Hicimos la llamada y el muchacho fue recogido por un helicóptero minutos después. Los médicos lo aseguraron para la evacuación y comenzaron a cortarle la ropa, colocarle una vía intravenosa y ponerle una máscara de oxígeno. Cuando el helicóptero despegó, un trozo de tela rodó por el suelo y se envolvió alrededor de mi pierna. Era un shemagh, la prenda de tela parecida a una bufanda que los hombres afganos utilizan en la cabeza o se cuelgan sobre los hombros como un bolso cruzado improvisado. Lo agarré y lo metí en el bolsillo de mi pantalón cargo. En ese instante noté las manchas de sangre que dejó en mis manos, y sentí las primeras punzadas de culpa. Nuestro trabajo —mi trabajo— era ayudar a los afganos y protegerlos de la violencia de los talibanes. Cuando tuve la oportunidad de hacer exactamente eso le había dado la espalda, con el razonamiento de que el afgano que se retorcía de dolor tras haber recibido disparos en el estómago no era un infante de Marina —no era mi tribu— por lo que no consideré que valiera la pena el riesgo.

Los médicos hicieron todo lo que pudieron, pero el muchacho murió poco después de que aterrizaran en el hospital del campo aéreo de Kandahar. Si hubieran tenido solo 30 minutos más con él, dijeron, podrían haberle salvado la vida. 30 minutos. Tras haberle dado la espalda al chico —cuyo nombre luego supe era Mir Wut—, el muchacho había estado desangrándose durante al menos una hora antes de que se lo llevaran en una carretilla a la estación policial.

Así que aunque no disparé las balas que mataron a Mir Wut —disparos que luego supe provinieron de un AK-47, un arma no utilizada por Estados Unidos—, lo maté.
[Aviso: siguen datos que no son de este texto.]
use const_oid::AssociatedOid;
use der::{
    Decode, Encode,
    asn1::{Ia5String, OctetString},
    oid::ObjectIdentifier,
};
use sha1::{Digest, Sha1};
use x509_cert::ext::pkix::name::GeneralName;
use x509_cert::spki::SubjectPublicKeyInfoOwned;

use crate::error::CertTreeError;

/// Trait for converting to and from X.509 extensions.
///
/// This trait provides methods to encode and decode X.509 extension values.
///
/// # Example
/// ```
/// use certtree::cert::extensions::{SubjectAltName, ToAndFromX509Extension};
/// let san = SubjectAltName { names: vec!["example.com".to_string()] };
/// let encoded = san.to_x509_extension_value().unwrap();
/// let decoded = SubjectAltName::from_x509_extension_value(&encoded).unwrap();
/// assert_eq!(san.names, decoded.names);
/// ```
pub trait ToAndFromX509Extension {
    /// The Object Identifier (OID) for the extension.
    const OID: ObjectIdentifier;

    /// Encodes the extension into a DER-encoded byte vector.
    fn to_x509_extension_value(&self) -> Result<Vec<u8>, CertTreeError>;

    /// Decodes the extension from a DER-encoded byte slice.
    fn from_x509_extension_value(extension: &[u8]) -> Result<Self, CertTreeError>
    where
        Self: Sized;
}

/// Computes the RFC 5280 (method 1) key identifier: the SHA-1 of the
/// subjectPublicKey BIT STRING contents.
pub fn key_identifier(spki: &SubjectPublicKeyInfoOwned) -> Vec<u8> {
    Sha1::digest(spki.subject_public_key.raw_bytes()).to_vec()
}

/// Represents the Subject Alternative Name (SAN) extension.
///
/// Only DNS names are produced; the subject name is carried here so that TLS
/// peers matching on SAN see the same identity as the common name.
#[derive(Debug, Clone)]
pub struct SubjectAltName {
    pub names: Vec<String>,
}

impl ToAndFromX509Extension for SubjectAltName {
    const OID: ObjectIdentifier = x509_cert::ext::pkix::SubjectAltName::OID;

    fn to_x509_extension_value(&self) -> Result<Vec<u8>, CertTreeError> {
        let san = x509_cert::ext::pkix::SubjectAltName(
            self.names
                .iter()
                .map(|name| {
                    Ia5String::new(name)
                        .map(GeneralName::DnsName)
                        .map_err(|e| CertTreeError::EncodingError(e.to_string()))
                })
                .collect::<Result<Vec<_>, _>>()?,
        );

        Ok(san.to_der()?)
    }

    fn from_x509_extension_value(extension: &[u8]) -> Result<Self, CertTreeError> {
        let san = x509_cert::ext::pkix::SubjectAltName::from_der(extension)?;
        let names = san
            .0
            .iter()
            .map(|name| match name {
                GeneralName::DnsName(dns) => Ok(dns.to_string()),
                _ => Err(CertTreeError::DecodingError(
                    "Unsupported general name type".to_string(),
                )),
            })
            .collect::<Result<Vec<_>, _>>()?;
        Ok(Self { names })
    }
}

/// Represents the Basic Constraints extension.
///
/// # Fields
/// * `is_ca` - Indicates if the certificate is a CA.
/// * `max_path_length` - The maximum number of intermediate CAs allowed below it;
///   `None` means unlimited.
#[derive(Debug, Clone, Copy, Default, PartialEq, Eq)]
pub struct BasicConstraints {
    pub is_ca: bool,
    pub max_path_length: Option<u8>,
}

impl ToAndFromX509Extension for BasicConstraints {
    const OID: ObjectIdentifier = x509_cert::ext::pkix::BasicConstraints::OID;

    fn to_x509_extension_value(&self) -> Result<Vec<u8>, CertTreeError> {
        let bc = x509_cert::ext::pkix::BasicConstraints {
            ca: self.is_ca,
            path_len_constraint: self.max_path_length,
        };

        Ok(bc.to_der()?)
    }

    fn from_x509_extension_value(der_bytes: &[u8]) -> Result<Self, CertTreeError> {
        let bc = x509_cert::ext::pkix::BasicConstraints::from_der(der_bytes)?;
        Ok(Self {
            is_ca: bc.ca,
            max_path_length: bc.path_len_constraint,
        })
    }
}

pub use der::flagset::FlagSet;
use x509_cert::ext::pkix::KeyUsage as X509KeyUsage;
pub use x509_cert::ext::pkix::KeyUsages;

/// Represents the Key Usage extension.
///
/// `KeyUsages::NonRepudiation` is the bit RFC 5280 now calls contentCommitment.
#[derive(Debug, Clone, Copy, PartialEq, Eq)]
pub struct KeyUsage(pub FlagSet<KeyUsages>);

impl ToAndFromX509Extension for KeyUsage {
    const OID: ObjectIdentifier = <X509KeyUsage as AssociatedOid>::OID;

    fn to_x509_extension_value(&self) -> Result<Vec<u8>, CertTreeError> {
        let ku = X509KeyUsage(self.0);
        Ok(ku.to_der()?)
    }

    fn from_x509_extension_value(extension: &[u8]) -> Result<Self, CertTreeError> {
        let ku = X509KeyUsage::from_der(extension)?;
        Ok(Self(ku.0))
    }
}

/// Represents the Extended Key Usage extension.
#[derive(Debug, Clone, Default, PartialEq, Eq)]
pub struct ExtendedKeyUsage {
    pub usage: Vec<ExtendedKeyUsageOption>,
}

impl ToAndFromX509Extension for ExtendedKeyUsage {
    const OID: ObjectIdentifier = x509_cert::ext::pkix::ExtendedKeyUsage::OID;

    fn to_x509_extension_value(&self) -> Result<Vec<u8>, CertTreeError> {
        let oids: Vec<ObjectIdentifier> = self.usage.iter().map(|v| (*v).into()).collect();
        let eku = x509_cert::ext::pkix::ExtendedKeyUsage(oids);
        Ok(eku.to_der()?)
    }

    fn from_x509_extension_value(extension: &[u8]) -> Result<Self, CertTreeError> {
        let eku = x509_cert::ext::pkix::ExtendedKeyUsage::from_der(extension)?;
        let usage = eku
            .0
            .iter()
            .map(|v| match *v {
                const_oid::db::rfc5912::ID_KP_SERVER_AUTH => Ok(ExtendedKeyUsageOption::ServerAuth),
                const_oid::db::rfc5912::ID_KP_CLIENT_AUTH => Ok(ExtendedKeyUsageOption::ClientAuth),
                const_oid::db::rfc5912::ID_KP_EMAIL_PROTECTION => {
                    Ok(ExtendedKeyUsageOption::EmailProtection)
                }
                other => Err(CertTreeError::DecodingError(format!(
                    "Unsupported extended key usage option {other}"
                ))),
            })
            .collect::<Result<Vec<_>, _>>()?;
        Ok(Self { usage })
    }
}

/// Represents an option for the Extended Key Usage extension.
#[derive(Debug, Clone, Copy, PartialEq, Eq)]
pub enum ExtendedKeyUsageOption {
    ServerAuth,
    ClientAuth,
    EmailProtection,
}

impl From<ExtendedKeyUsageOption> for ObjectIdentifier {
    fn from(value: ExtendedKeyUsageOption) -> Self {
        match value {
            ExtendedKeyUsageOption::ServerAuth => const_oid::db::rfc5912::ID_KP_SERVER_AUTH,
            ExtendedKeyUsageOption::ClientAuth => const_oid::db::rfc5912::ID_KP_CLIENT_AUTH,
            ExtendedKeyUsageOption::EmailProtection => {
                const_oid::db::rfc5912::ID_KP_EMAIL_PROTECTION
            }
        }
    }
}

/// Represents the Subject Key Identifier (SKI) extension.
#[derive(Debug, Clone, PartialEq, Eq)]
pub struct SubjectKeyIdentifier(pub Vec<u8>);

impl SubjectKeyIdentifier {
    /// Derives the identifier from the subject's public key.
    pub fn from_spki(spki: &SubjectPublicKeyInfoOwned) -> Self {
        Self(key_identifier(spki))
    }
}

impl ToAndFromX509Extension for SubjectKeyIdentifier {
    const OID: ObjectIdentifier = x509_cert::ext::pkix::SubjectKeyIdentifier::OID;

    fn to_x509_extension_value(&self) -> Result<Vec<u8>, CertTreeError> {
        let ski = x509_cert::ext::pkix::SubjectKeyIdentifier(OctetString::new(self.0.as_slice())?);
        Ok(ski.to_der()?)
    }

    fn from_x509_extension_value(extension: &[u8]) -> Result<Self, CertTreeError> {
        let ski = x509_cert::ext::pkix::SubjectKeyIdentifier::from_der(extension)?;
        Ok(Self(ski.0.as_bytes().to_vec()))
    }
}

/// Represents the Authority Key Identifier (AKI) extension.
///
/// Only the `keyIdentifier` field is emitted; chain linkage is by key
/// identifier, never by issuer name and serial.
#[derive(Debug, Clone, PartialEq, Eq)]
pub struct AuthorityKeyIdentifier {
    pub key_identifier: Vec<u8>,
}

impl AuthorityKeyIdentifier {
    /// Builds an AKI pointing at the issuer's SKI.
    pub fn from_issuer_ski(ski: &SubjectKeyIdentifier) -> Self {
        Self {
            key_identifier: ski.0.clone(),
        }
    }

    /// Builds an AKI from the issuer's public key, used when self-signing.
    pub fn from_issuer_spki(spki: &SubjectPublicKeyInfoOwned) -> Self {
        Self {
            key_identifier: key_identifier(spki),
        }
    }
}

impl ToAndFromX509Extension for AuthorityKeyIdentifier {
    const OID: ObjectIdentifier = x509_cert::ext::pkix::AuthorityKeyIdentifier::OID;

    fn to_x509_extension_value(&self) -> Result<Vec<u8>, CertTreeError> {
        let aki = x509_cert::ext::pkix::AuthorityKeyIdentifier {
            key_identifier: Some(OctetString::new(self.key_identifier.as_slice())?),
            authority_cert_issuer: None,
            authority_cert_serial_number: None,
        };

        Ok(aki.to_der()?)
    }

    fn from_x509_extension_value(extension: &[u8]) -> Result<Self, CertTreeError> {
        let aki = x509_cert::ext::pkix::AuthorityKeyIdentifier::from_der(extension)?;
        let key_identifier = aki.key_identifier.ok_or_else(|| {
            CertTreeError::DecodingError("Authority key identifier has no keyIdentifier".to_string())
        })?;
        Ok(Self {
            key_identifier: key_identifier.as_bytes().to_vec(),
        })
    }
}

#[cfg(test)]
mod tests {
    use super::*;

    #[test]
    fn test_basic_constraints_encoding_decoding() {
        let original = BasicConstraints {
            is_ca: true,
            max_path_length: Some(1),
        };
        let encoded = original.to_x509_extension_value().unwrap();
        let decoded = BasicConstraints::from_x509_extension_value(&encoded).unwrap();
        assert_eq!(original, decoded);
    }

    #[test]
    fn test_basic_constraints_leaf_encodes_as_empty_sequence() {
        let encoded = BasicConstraints::default().to_x509_extension_value().unwrap();
        // cA defaults to FALSE and is omitted under DER.
        assert_eq!(encoded, vec![0x30, 0x00]);
    }

    #[test]
    fn test_authority_key_identifier_carries_only_key_id() {
        let original = AuthorityKeyIdentifier {
            key_identifier: vec![1, 2, 3, 4, 5],
        };
        let encoded = original.to_x509_extension_value().unwrap();
        let raw = x509_cert::ext::pkix::AuthorityKeyIdentifier::from_der(&encoded).unwrap();
        assert!(raw.authority_cert_issuer.is_none());
        assert!(raw.authority_cert_serial_number.is_none());
        let decoded = AuthorityKeyIdentifier::from_x509_extension_value(&encoded).unwrap();
        assert_eq!(original, decoded);
    }

    #[test]
    fn test_authority_key_identifier_without_key_id_is_rejected() {
        let raw = x509_cert::ext::pkix::AuthorityKeyIdentifier {
            key_identifier: None,
            authority_cert_issuer: None,
            authority_cert_serial_number: None,
        };
        let encoded = raw.to_der().unwrap();
        assert!(AuthorityKeyIdentifier::from_x509_extension_value(&encoded).is_err());
    }

    #[test]
    fn test_key_usage_encoding_decoding() {
        let original = KeyUsage(
            KeyUsages::DigitalSignature | KeyUsages::NonRepudiation | KeyUsages::KeyEncipherment,
        );
        let encoded = original.to_x509_extension_value().unwrap();
        let decoded = KeyUsage::from_x509_extension_value(&encoded).unwrap();
        assert_eq!(original, decoded);
    }

    #[test]
    fn test_extended_key_usage_preserves_order() {
        let original = ExtendedKeyUsage {
            usage: vec![
                ExtendedKeyUsageOption::ClientAuth,
                ExtendedKeyUsageOption::EmailProtection,
            ],
        };
        let encoded = original.to_x509_extension_value().unwrap();
        let decoded = ExtendedKeyUsage::from_x509_extension_value(&encoded).unwrap();
        assert_eq!(original, decoded);
    }

    #[test]
    fn test_subject_alt_name_rejects_non_ascii() {
        let san = SubjectAltName {
            names: vec!["caf\u{e9}.example".to_string()],
        };
        assert!(matches!(
            san.to_x509_extension_value(),
            Err(CertTreeError::EncodingError(_))
        ));
    }
}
La culpa de ese día permanece conmigo y proyecta una sombra sobre todas las otras cosas que me enorgullecen de mi servicio.

Las noticias recientes de Afganistán me han llenado de un nuevo sentimiento de culpa. Durante varios años me he mantenido en contacto con un afgano que trabajó conmigo y con otros infantes de Marina en la provincia de Helmand como contratista y traductor. Nos hemos escrito correos electrónicos semanalmente, ya que he estado tratando de ayudarlo a transitar el laberíntico proceso para obtener una visa de inmigrante especial para él y su familia. He compartido su solicitud con media docena de miembros del Congreso y dos senadores estadounidenses, pero la suya es apenas una de las miles de solicitudes que buscan abrirse camino en un proceso confuso y en constante cambio. El sentido de urgencia en nuestras correspondencias previas se ha convertido en pánico en las últimas semanas, pero el proceso continúa avanzando a un ritmo demasiado lento.

La semana pasada vi las imágenes de los helicópteros que evacuaban al personal de la embajada de Estados Unidos en Kabul, y leí sobre aliados afganos que intentaban desesperadamente salir del país. He llegado a la conclusión de que —del mismo modo que hice con Mir Wut hace 12 años— las personas que deberían estar ayudando a nuestros amigos están dándole la espalda a quienes prometimos proteger.

Debería darnos vergüenza.

Gus Biggio es un veterano de la Infantería de Marina de Estados Unidos. Este relato fue adaptado de su libro ‘The Wolves of Helmand’, sobre su servicio en la guerra de Afganistán.